It can be easy for researchers to identify and condemn those who stigmatize female migrants. Speranta Dumitru instead addresses the sexism of how research on the issue of migration and care is carried out. Female out-migration has increasingly been addressed in terms of ‘care drain’, a new term modelled on the well-established ‘brain drain’. But the very notion of care drain, Speranta Dumitru argues, is founded on sexist assumptions and represents a form of ‘methodological sexism’. The article is published with open access and deserves to be widely read and cited!

I wrote that the struggles over the meaning of being a migrant woman play out as a two-way process, and I have discussed how labels and stereotypes are given meaning at a general level.
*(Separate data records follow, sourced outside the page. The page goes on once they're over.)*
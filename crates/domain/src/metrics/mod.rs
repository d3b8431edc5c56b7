use crate::value_objects::PriceMap;
use serde::{Deserialize, Serialize};

pub mod fees;
pub mod impermanent_loss;

/// Which IL formula produced a result.
#[derive(Debug, Clone, Copy, PartialEq, Eq, Serialize, Deserialize)]
#[serde(rename_all = "kebab-case")]
pub enum IlFormula {
    /// `2·√r / (1 + r) − 1` on the relative ratio of a 50/50 pair.
    Balanced,
    /// Two-asset weighted formula.
    WeightedPair,
    /// Weighted geometric over weighted arithmetic mean.
    MultiAsset,
}

/// Reason a formula result was forced to zero.
#[derive(Debug, Clone, Copy, PartialEq, Eq, Serialize, Deserialize)]
#[serde(rename_all = "kebab-case")]
pub enum MathGuard {
    /// A price ratio was zero, negative or NaN.
    NonPositiveRatio,
    /// The weighted denominator was zero.
    ZeroDenominator,
    /// An intermediate value overflowed to infinity or NaN.
    NonFinite,
}

#[derive(Debug, Clone, PartialEq, Serialize, Deserialize)]
pub struct ILResult {
    /// Signed IL in percent; negative means loss versus holding.
    pub il_percent: f64,
    pub price_ratios: PriceMap,
    /// Weights normalized to 100.
    pub weights: Vec<f64>,
    /// `50/50`, `W0/W1` or `multi-asset`, from the weight shape only.
    pub pool_type_label: String,
    pub formula: IlFormula,
    /// Set when `il_percent` is a guarded zero rather than a computed value.
    pub guard: Option<MathGuard>,
}

impl ILResult {
    #[must_use]
    pub fn is_degenerate(&self) -> bool {
        self.guard.is_some()
    }
}

#[derive(Debug, Clone, PartialEq, Serialize, Deserialize)]
pub struct FeeAprResult {
    pub fee_apr_est: f64,
    pub fees_earned: f64,
    pub volume_window: f64,
    pub tvl_avg: f64,
    pub fee_tier: f64,
    pub window_hours: u32,
    /// False when the inputs could not be annualized; every number is then zero.
    pub annualized: bool,
}

impl FeeAprResult {
    #[must_use]
    pub fn zeroed() -> Self {
        Self {
            fee_apr_est: 0.0,
            fees_earned: 0.0,
            volume_window: 0.0,
            tvl_avg: 0.0,
            fee_tier: 0.0,
            window_hours: 0,
            annualized: false,
        }
    }
}

#[derive(Debug, Clone, PartialEq, Serialize, Deserialize)]
pub struct PositionEarnings {
    pub position_size_usd: f64,
    pub pool_share_percent: f64,
    pub earnings_window: f64,
    pub earnings_daily: f64,
    pub earnings_annual: f64,
    pub apr_percent: f64,
}

impl PositionEarnings {
    /// Zero earnings for a position that cannot be valued.
    #[must_use]
    pub fn zeroed(position_size_usd: f64) -> Self {
        Self {
            position_size_usd,
            pool_share_percent: 0.0,
            earnings_window: 0.0,
            earnings_daily: 0.0,
            earnings_annual: 0.0,
            apr_percent: 0.0,
        }
    }
}

/// APR a pool would earn at one fee tier.
#[derive(Debug, Clone, PartialEq, Serialize, Deserialize)]
pub struct TierApr {
    pub label: String,
    pub fee_tier: f64,
    pub apr: f64,
}

/// IL for a single-token price move.
#[derive(Debug, Clone, PartialEq, Serialize, Deserialize)]
pub struct IlScenario {
    pub label: String,
    pub price_ratio: f64,
    pub il_percent: f64,
}
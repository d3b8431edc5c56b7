use anyhow::Context;
use lp_il_api::{ApiServer, AppConfig, AppState};
use tracing::info;
use tracing_subscriber::EnvFilter;

#[tokio::main]
async fn main() -> anyhow::Result<()> {
    dotenv::dotenv().ok();

    tracing_subscriber::fmt()
        .with_env_filter(EnvFilter::try_from_default_env().unwrap_or_else(|_| "info".into()))
        .init();

    let config = AppConfig::from_env().context("loading configuration")?;
    let state = AppState::from_config(&config).context("building analyzers")?;
    info!(chains = ?state.supported_chains(), "analyzers ready");

    ApiServer::new(config.server, state).run().await?;
    Ok(())
}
The other side of the process is the subtle micro-level linking of specific women with particular labels or stereotypes. A powerful mechanism through which this happens is gossip. Joanna Dreby’s and Heike Drotbohm’s articles are among the few studies that treats gossip as a consequential aspect of transnationalism. Based on research on migration from Mexico and Cape Verde, respectively, the articles demonstrate the broader social functions and consequences of gossip, especially for women. As Heike puts it, gossip is not ‘just talk’ but imposes particular orders and moralities.

(I’ve become particularly interested in gossip because my colleague Tove Sagmo I are finalizing a paper on the related topic of migration and rumour. It’s been an exciting venture that I look forward to sharing).

Women are not only objects of labelling, judgement, and chatter in the context of migration, they actively engage with the labels and stereotypes. Christine Jacobsen and May-Len Skilbrei address this two-sidedness in their study of ‘representation and self-representation’ of women from post-Soviet societies involved in prostitution in Norway. The article is interesting to read alongside Martina Cvajner’s study of self-representation among middle-aged Eastern European domestic workers in Italy. In both cases, the women’s social navigation related to stereotypes that were grounded in prejudicial notions of Eastern European femininity. Yet, in both cases, appropriation of ‘true’ femininity became a resource for assertiveness and self-respect.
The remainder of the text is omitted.